Shihab told Al-Mashareq he would not go back to his homeland "so long as there is no international protection".
"I am ready to endure all the harassment rather than make an unsafe return and embrace a regime that kidnapped my son in 2012," he said, adding that he still does not know whether his son is alive or dead.
"[The refugees'] return provides some relief to Arsal," said Arsal mayor Bassel al-Hujairi, expressing hope, however, that the plan would be implemented gradually, as Arsal has relied on Syrian labour in sectors such as agriculture and quarrying.

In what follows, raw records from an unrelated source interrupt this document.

use crate::capacity::DailyCapacityPolicy;
use crate::forecast::{Forecast, ForecastError, step_days, week_start};
use chrono::{NaiveDate, NaiveTime};
use serde::Serialize;
use std::fmt::Write as _;

const WEEKDAY_LABELS: [&str; 5] = ["Mon", "Tue", "Wed", "Thu", "Fri"];
const MIN_TODAY_SCALE_HOURS: f64 = 0.1;

#[derive(Debug, Clone, PartialEq, Serialize)]
pub struct HeatmapCell {
    pub date: NaiveDate,
    pub is_today: bool,
    /// `None` for days before today.
    pub hours: Option<f64>,
    pub color: Option<String>,
}

/// Weeks of Mon-Fri cells starting at the Monday of the current week.
#[derive(Debug, Clone, PartialEq, Serialize)]
pub struct HeatmapGrid {
    pub weeks: Vec<[HeatmapCell; 5]>,
}

impl HeatmapGrid {
    pub fn build(
        forecast: &Forecast,
        today: NaiveDate,
        now: NaiveTime,
        weeks: u32,
        capacity: &DailyCapacityPolicy,
    ) -> Result<Self, ForecastError> {
        let monday = week_start(today)?;
        step_days(monday, i64::from(weeks) * 7 - 1)?;
        let full_day_hours = capacity.today_ceiling_minutes() / 60.0;
        let today_hours = (capacity.minutes_left_today(now) / 60.0).max(MIN_TODAY_SCALE_HOURS);

        let mut rows = Vec::new();
        for week in 0..weeks {
            let first_day = step_days(monday, i64::from(week) * 7)?;
            let row: Vec<HeatmapCell> = first_day
                .iter_days()
                .take(WEEKDAY_LABELS.len())
                .map(|date| Self::day_cell(forecast, date, today, today_hours, full_day_hours))
                .collect();
            let row: [HeatmapCell; 5] = row.try_into().map_err(|short: Vec<HeatmapCell>| {
                ForecastError::DateOutOfRange {
                    from: first_day,
                    days: short.len() as i64,
                }
            })?;
            rows.push(row);
        }

        Ok(Self { weeks: rows })
    }

    fn day_cell(
        forecast: &Forecast,
        date: NaiveDate,
        today: NaiveDate,
        today_hours: f64,
        full_day_hours: f64,
    ) -> HeatmapCell {
        let is_today = date == today;
        if date < today {
            return HeatmapCell {
                date,
                is_today,
                hours: None,
                color: None,
            };
        }
        let hours = forecast.hours_on(date);
        let high = if is_today { today_hours } else { full_day_hours };
        HeatmapCell {
            date,
            is_today,
            hours: Some(hours),
            color: Some(green_red_scale(0.0, high, hours)),
        }
    }

    pub fn cell(&self, date: NaiveDate) -> Option<&HeatmapCell> {
        self.weeks
            .iter()
            .flat_map(|week| week.iter())
            .find(|cell| cell.date == date)
    }

    /// Plain-text rendering: a date row and a load row per week, today marked with `*`.
    pub fn render_text(&self) -> String {
        let mut out = String::new();
        for label in WEEKDAY_LABELS {
            let _ = write!(out, "{label:>8}");
        }
        out.push('\n');

        for week in &self.weeks {
            for cell in week {
                let marker = if cell.is_today { "*" } else { " " };
                let _ = write!(out, "{:>7}{marker}", cell.date.format("%b %d").to_string());
            }
            out.push('\n');
            for cell in week {
                match cell.hours {
                    Some(hours) => {
                        let _ = write!(out, "{hours:>7.1} ");
                    }
                    None => out.push_str("        "),
                }
            }
            out.push('\n');
        }
        out
    }
}

/// Linear green-to-red colour for `value` on `[low, high]`, as `#RRGGBB`.
pub fn green_red_scale(low: f64, high: f64, value: f64) -> String {
    let span = high - low;
    let frac = if span > 0.0 {
        ((value - low) / span).clamp(0.0, 1.0)
    } else if value > low {
        1.0
    } else {
        0.0
    };

    let (red, green) = if frac > 0.5 {
        (255, ((2.0 - 2.0 * frac) * 255.0) as u8)
    } else {
        (((2.0 * frac) * 255.0) as u8, 255)
    };
    format!("#{red:02x}{green:02x}00")
}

The return of Syrian refugees "has been voluntary", said Khaled Raad, the official in charge of refugee affairs in Arsal and manager of the Office for Education of Syrians in Lebanon, who is himself a refugee from al-Qusayr.
"Unfortunately, al-Qusayr residents are returning to destroyed homes," he said.
Meanwhile, many Syrian youth are "refusing to return to avoid military service".
While many reject the Syrian Foreign Ministry’s call to return, he said, "we all want to return to our homes and our roots, but the lack of security prevents us from doing so at this time".
Respecting refugees' choices
"UNHCR will respect the refugees’ choice if they decide to return," UNHCR public information officer Lisa Abou Khaled told Al-Mashareq.
During the return of refugees to Asal al-Ward in 2017 and Beit Jinn in April, she said, "the UNHCR was present at the departure points to respond to any queries or requirements they may have as they prepared to leave for Syria".
In all previous returns, "we were in close contact with the GDGS, even though the UNHCR is not the party organising the return of refugees to Syria", she said.
She highlighted the UNHCR's role in helping refugees "get their documents in order and with any medical needs they may have as they prepare to leave".
UNHCR has been in close communication with the Lebanese Red Cross and the Ministry of Health, and has shared information about cases it identified during its assessments in Arsal that require additional medical attention, she added.
Close to 210,000 refugees have returned to Syria over the past years, Minister of State for Displaced Affairs Mouein Merhebi told Al-Mashareq.
Many who oppose the regime "want to return for social reasons", he said, but given the situation in al-Qusayr have asked to return to other areas.
Hizbullah occupies al-Qusayr, where it has destroyed homes, displaced its residents and settled other people in their place, Merhebi said.
Hizbullah leader Hassan Nasrallah's recent announcement of the formation of a return committee is no more than political point scoring, he added.
The militia would be better to address the causes of the displacement and to leave the area it occupies in order to allow a safe return, he said.